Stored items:
- - - - -
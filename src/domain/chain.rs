//! Goal chain model
//!
//! The chain is the date-ordered view of one goal's pending tasks that
//! both impact calculators work over. It is always rebuilt from the
//! current task set at the start of a calculation and never persisted;
//! staleness between a preview and its commit is caught by the commit
//! applier instead.
//!
//! Tasks without a start date have no position in the chain: they are
//! kept in the view (sorted last) but are neither barriers nor
//! shiftable during a cascade.

use chrono::NaiveDate;

use super::id::{GoalId, TaskId};
use super::span::effective_end;
use super::task::Task;

/// Date-ordered view of a goal's pending tasks
#[derive(Debug, Clone)]
pub struct GoalChain {
    goal_id: GoalId,
    tasks: Vec<Task>,
}

impl GoalChain {
    /// Builds the chain for a goal from a snapshot of tasks
    ///
    /// Filters to the goal's pending tasks and sorts by start date,
    /// with undated tasks last and creation sequence as a tiebreak.
    pub fn from_tasks<'a>(goal_id: GoalId, tasks: impl IntoIterator<Item = &'a Task>) -> Self {
        let mut tasks: Vec<Task> = tasks
            .into_iter()
            .filter(|t| t.goal_id == goal_id && t.status.is_pending())
            .cloned()
            .collect();

        tasks.sort_by(|a, b| match (a.start_date, b.start_date) {
            (Some(x), Some(y)) => x.cmp(&y).then(a.id.sequence().cmp(&b.id.sequence())),
            (Some(_), None) => std::cmp::Ordering::Less,
            (None, Some(_)) => std::cmp::Ordering::Greater,
            (None, None) => a.id.sequence().cmp(&b.id.sequence()),
        });

        Self { goal_id, tasks }
    }

    /// Returns the goal this chain belongs to
    pub fn goal_id(&self) -> &GoalId {
        &self.goal_id
    }

    /// Returns all tasks in chain order
    pub fn tasks(&self) -> &[Task] {
        &self.tasks
    }

    /// Looks up a task by ID
    pub fn get(&self, task_id: &TaskId) -> Option<&Task> {
        self.tasks.iter().find(|t| &t.id == task_id)
    }

    /// Returns true if the chain contains the task
    pub fn contains(&self, task_id: &TaskId) -> bool {
        self.get(task_id).is_some()
    }

    /// Returns the number of tasks in the chain
    pub fn len(&self) -> usize {
        self.tasks.len()
    }

    /// Returns true if the chain is empty
    pub fn is_empty(&self) -> bool {
        self.tasks.is_empty()
    }

    /// Returns the tasks downstream of `task` in chain order
    ///
    /// Downstream means: scheduled, and starting strictly later than
    /// `task` (same-day ties broken by creation sequence). Undated
    /// tasks are never part of the downstream set, and a task with no
    /// start date has no downstream.
    pub fn downstream_of(&self, task: &Task) -> Vec<&Task> {
        let Some(start) = task.start_date else {
            return Vec::new();
        };

        self.tasks
            .iter()
            .filter(|t| t.id != task.id)
            .filter(|t| match t.start_date {
                Some(other) => {
                    other > start || (other == start && t.id.sequence() > task.id.sequence())
                }
                None => false,
            })
            .collect()
    }

    /// Finds the anchored task in `within` with the latest start date
    /// that is still strictly earlier than `before`
    pub fn nearest_preceding_anchor<'a>(
        &self,
        before: NaiveDate,
        within: &[&'a Task],
    ) -> Option<&'a Task> {
        within
            .iter()
            .filter(|t| t.anchored)
            .filter(|t| t.start_date.is_some_and(|s| s < before))
            .max_by_key(|t| t.start_date)
            .copied()
    }

    /// Returns the latest effective end date among tasks that start
    /// strictly earlier than `task` (its immediate predecessor bound)
    pub fn predecessor_end(&self, task: &Task) -> Option<NaiveDate> {
        let start = task.start_date?;

        self.tasks
            .iter()
            .filter(|t| t.id != task.id)
            .filter(|t| t.start_date.is_some_and(|s| s < start))
            .filter_map(effective_end)
            .max()
    }
}

#[cfg(test)]
mod tests {
    use super::*;
    use chrono::Utc;

    fn day(d: u32) -> NaiveDate {
        NaiveDate::from_ymd_opt(2026, 3, d).unwrap()
    }

    fn goal() -> GoalId {
        GoalId::new("Test goal", Utc::now())
    }

    fn task(goal: &GoalId, seq: u32, start: Option<u32>, end: Option<u32>) -> Task {
        let mut t = Task::new(goal.task_id(seq), goal.clone(), format!("Task {}", seq));
        t.set_dates(start.map(day), end.map(day));
        t
    }

    #[test]
    fn chain_orders_by_start_date() {
        let g = goal();
        let tasks = vec![
            task(&g, 1, Some(10), Some(12)),
            task(&g, 2, Some(1), Some(2)),
            task(&g, 3, Some(5), Some(6)),
        ];

        let chain = GoalChain::from_tasks(g, &tasks);
        let seqs: Vec<u32> = chain.tasks().iter().map(|t| t.id.sequence()).collect();
        assert_eq!(seqs, vec![2, 3, 1]);
    }

    #[test]
    fn undated_tasks_sort_last() {
        let g = goal();
        let tasks = vec![
            task(&g, 1, None, None),
            task(&g, 2, Some(3), Some(4)),
        ];

        let chain = GoalChain::from_tasks(g, &tasks);
        assert_eq!(chain.tasks()[0].id.sequence(), 2);
        assert_eq!(chain.tasks()[1].id.sequence(), 1);
    }

    #[test]
    fn completed_and_foreign_tasks_excluded() {
        let g = goal();
        let other = GoalId::new("Other goal", Utc::now());

        let mut done = task(&g, 1, Some(1), Some(2));
        done.complete();
        let foreign = task(&other, 1, Some(1), Some(2));
        let live = task(&g, 2, Some(3), Some(4));

        let chain = GoalChain::from_tasks(g, [&done, &foreign, &live]);
        assert_eq!(chain.len(), 1);
        assert!(chain.contains(&live.id));
    }

    #[test]
    fn downstream_is_strictly_later() {
        let g = goal();
        let tasks = vec![
            task(&g, 1, Some(1), Some(2)),
            task(&g, 2, Some(3), Some(4)),
            task(&g, 3, Some(5), Some(6)),
            task(&g, 4, None, None),
        ];

        let chain = GoalChain::from_tasks(g, &tasks);
        let first = chain.get(&tasks[0].id).unwrap();

        let downstream = chain.downstream_of(first);
        let seqs: Vec<u32> = downstream.iter().map(|t| t.id.sequence()).collect();
        assert_eq!(seqs, vec![2, 3]); // undated task 4 excluded

        let last = chain.get(&tasks[2].id).unwrap();
        assert!(chain.downstream_of(last).is_empty());
    }

    #[test]
    fn undated_task_has_no_downstream() {
        let g = goal();
        let tasks = vec![task(&g, 1, None, None), task(&g, 2, Some(3), Some(4))];

        let chain = GoalChain::from_tasks(g, &tasks);
        let undated = chain.get(&tasks[0].id).unwrap();
        assert!(chain.downstream_of(undated).is_empty());
    }

    #[test]
    fn nearest_preceding_anchor_picks_latest() {
        let g = goal();
        let mut a1 = task(&g, 1, Some(2), Some(3));
        a1.anchor();
        let mut a2 = task(&g, 2, Some(5), Some(6));
        a2.anchor();
        let floating = task(&g, 3, Some(4), Some(4));

        let tasks = vec![a1.clone(), a2.clone(), floating];
        let chain = GoalChain::from_tasks(g, &tasks);
        let within: Vec<&Task> = chain.tasks().iter().collect();

        // Before day 8: both anchors precede, a2 is nearest
        let found = chain.nearest_preceding_anchor(day(8), &within).unwrap();
        assert_eq!(found.id, a2.id);

        // Before day 4: only a1 precedes
        let found = chain.nearest_preceding_anchor(day(4), &within).unwrap();
        assert_eq!(found.id, a1.id);

        // Before day 2: nothing precedes
        assert!(chain.nearest_preceding_anchor(day(2), &within).is_none());
    }

    #[test]
    fn predecessor_end_uses_latest_effective_end() {
        let g = goal();
        let tasks = vec![
            task(&g, 1, Some(1), Some(9)), // long task ending latest
            task(&g, 2, Some(2), Some(3)),
            task(&g, 3, Some(5), Some(6)),
        ];

        let chain = GoalChain::from_tasks(g, &tasks);
        let last = chain.get(&tasks[2].id).unwrap();

        assert_eq!(chain.predecessor_end(last), Some(day(9)));

        let first = chain.get(&tasks[0].id).unwrap();
        assert_eq!(chain.predecessor_end(first), None);
    }
}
- - - - -
• **TO DO**: From the entries above, give again exactly the lines running from the line with "let seqs: Vec<u32> = chain.tasks().iter().map(|t|" to the line with "let live = task(&g, 2, Some(3), Some(4));"; include both of those lines.

• **RESULT OF THIS EXERCISE**:
        let seqs: Vec<u32> = chain.tasks().iter().map(|t| t.id.sequence()).collect();
        assert_eq!(seqs, vec![2, 3, 1]);
    }

    #[test]
    fn undated_tasks_sort_last() {
        let g = goal();
        let tasks = vec![
            task(&g, 1, None, None),
            task(&g, 2, Some(3), Some(4)),
        ];

        let chain = GoalChain::from_tasks(g, &tasks);
        assert_eq!(chain.tasks()[0].id.sequence(), 2);
        assert_eq!(chain.tasks()[1].id.sequence(), 1);
    }

    #[test]
    fn completed_and_foreign_tasks_excluded() {
        let g = goal();
        let other = GoalId::new("Other goal", Utc::now());

        let mut done = task(&g, 1, Some(1), Some(2));
        done.complete();
        let foreign = task(&other, 1, Some(1), Some(2));
        let live = task(&g, 2, Some(3), Some(4));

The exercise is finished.